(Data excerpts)

BEGIN

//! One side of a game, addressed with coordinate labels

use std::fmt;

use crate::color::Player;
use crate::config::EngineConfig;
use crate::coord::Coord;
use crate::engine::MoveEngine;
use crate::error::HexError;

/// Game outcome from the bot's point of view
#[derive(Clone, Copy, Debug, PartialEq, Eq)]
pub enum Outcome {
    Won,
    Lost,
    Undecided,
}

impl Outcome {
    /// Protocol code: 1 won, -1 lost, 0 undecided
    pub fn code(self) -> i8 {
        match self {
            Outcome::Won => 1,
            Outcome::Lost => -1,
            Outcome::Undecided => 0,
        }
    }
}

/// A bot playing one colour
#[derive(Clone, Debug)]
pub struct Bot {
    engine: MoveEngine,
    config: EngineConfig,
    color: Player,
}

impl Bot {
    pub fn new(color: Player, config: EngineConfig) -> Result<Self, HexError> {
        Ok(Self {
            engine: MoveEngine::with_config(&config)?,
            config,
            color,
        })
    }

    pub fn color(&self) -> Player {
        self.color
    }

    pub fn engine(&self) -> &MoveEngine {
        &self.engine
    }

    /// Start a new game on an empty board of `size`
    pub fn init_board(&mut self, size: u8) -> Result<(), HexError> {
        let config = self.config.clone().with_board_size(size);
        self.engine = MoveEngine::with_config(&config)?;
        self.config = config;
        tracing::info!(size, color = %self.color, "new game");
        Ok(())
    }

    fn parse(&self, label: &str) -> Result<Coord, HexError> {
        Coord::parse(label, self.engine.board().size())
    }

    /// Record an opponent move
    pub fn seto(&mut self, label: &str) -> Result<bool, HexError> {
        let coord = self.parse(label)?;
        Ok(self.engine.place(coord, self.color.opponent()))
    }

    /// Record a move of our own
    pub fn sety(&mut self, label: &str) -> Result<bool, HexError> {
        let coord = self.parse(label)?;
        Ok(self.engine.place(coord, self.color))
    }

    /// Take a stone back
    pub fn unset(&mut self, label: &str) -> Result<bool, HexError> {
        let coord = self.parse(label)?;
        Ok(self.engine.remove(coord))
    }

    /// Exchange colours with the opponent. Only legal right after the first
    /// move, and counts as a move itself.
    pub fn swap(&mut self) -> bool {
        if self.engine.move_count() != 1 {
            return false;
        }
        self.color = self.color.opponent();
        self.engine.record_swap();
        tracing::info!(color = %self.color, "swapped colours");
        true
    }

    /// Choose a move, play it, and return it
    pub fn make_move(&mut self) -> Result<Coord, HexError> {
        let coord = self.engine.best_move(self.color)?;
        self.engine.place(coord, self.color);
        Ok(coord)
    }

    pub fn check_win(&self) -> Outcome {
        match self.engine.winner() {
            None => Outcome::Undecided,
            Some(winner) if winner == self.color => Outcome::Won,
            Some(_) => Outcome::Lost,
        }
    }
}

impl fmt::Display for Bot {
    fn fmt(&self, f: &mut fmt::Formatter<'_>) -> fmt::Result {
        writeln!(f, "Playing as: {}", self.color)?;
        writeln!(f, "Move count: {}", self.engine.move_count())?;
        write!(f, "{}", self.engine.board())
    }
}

END

Activity:
A faithful copy of all the records is required.

Solution to the exercise:
//! One side of a game, addressed with coordinate labels

use std::fmt;

use crate::color::Player;
use crate::config::EngineConfig;
use crate::coord::Coord;
use crate::engine::MoveEngine;
use crate::error::HexError;

/// Game outcome from the bot's point of view
#[derive(Clone, Copy, Debug, PartialEq, Eq)]
pub enum Outcome {
    Won,
    Lost,
    Undecided,
}

impl Outcome {
    /// Protocol code: 1 won, -1 lost, 0 undecided
    pub fn code(self) -> i8 {
        match self {
            Outcome::Won => 1,
            Outcome::Lost => -1,
            Outcome::Undecided => 0,
        }
    }
}

/// A bot playing one colour
#[derive(Clone, Debug)]
pub struct Bot {
    engine: MoveEngine,
    config: EngineConfig,
    color: Player,
}

impl Bot {
    pub fn new(color: Player, config: EngineConfig) -> Result<Self, HexError> {
        Ok(Self {
            engine: MoveEngine::with_config(&config)?,
            config,
            color,
        })
    }

    pub fn color(&self) -> Player {
        self.color
    }

    pub fn engine(&self) -> &MoveEngine {
        &self.engine
    }

    /// Start a new game on an empty board of `size`
    pub fn init_board(&mut self, size: u8) -> Result<(), HexError> {
        let config = self.config.clone().with_board_size(size);
        self.engine = MoveEngine::with_config(&config)?;
        self.config = config;
        tracing::info!(size, color = %self.color, "new game");
        Ok(())
    }

    fn parse(&self, label: &str) -> Result<Coord, HexError> {
        Coord::parse(label, self.engine.board().size())
    }

    /// Record an opponent move
    pub fn seto(&mut self, label: &str) -> Result<bool, HexError> {
        let coord = self.parse(label)?;
        Ok(self.engine.place(coord, self.color.opponent()))
    }

    /// Record a move of our own
    pub fn sety(&mut self, label: &str) -> Result<bool, HexError> {
        let coord = self.parse(label)?;
        Ok(self.engine.place(coord, self.color))
    }

    /// Take a stone back
    pub fn unset(&mut self, label: &str) -> Result<bool, HexError> {
        let coord = self.parse(label)?;
        Ok(self.engine.remove(coord))
    }

    /// Exchange colours with the opponent. Only legal right after the first
    /// move, and counts as a move itself.
    pub fn swap(&mut self) -> bool {
        if self.engine.move_count() != 1 {
            return false;
        }
        self.color = self.color.opponent();
        self.engine.record_swap();
        tracing::info!(color = %self.color, "swapped colours");
        true
    }

    /// Choose a move, play it, and return it
    pub fn make_move(&mut self) -> Result<Coord, HexError> {
        let coord = self.engine.best_move(self.color)?;
        self.engine.place(coord, self.color);
        Ok(coord)
    }

    pub fn check_win(&self) -> Outcome {
        match self.engine.winner() {
            None => Outcome::Undecided,
            Some(winner) if winner == self.color => Outcome::Won,
            Some(_) => Outcome::Lost,
        }
    }
}

impl fmt::Display for Bot {
    fn fmt(&self, f: &mut fmt::Formatter<'_>) -> fmt::Result {
        writeln!(f, "Playing as: {}", self.color)?;
        writeln!(f, "Move count: {}", self.engine.move_count())?;
        write!(f, "{}", self.engine.board())
    }
}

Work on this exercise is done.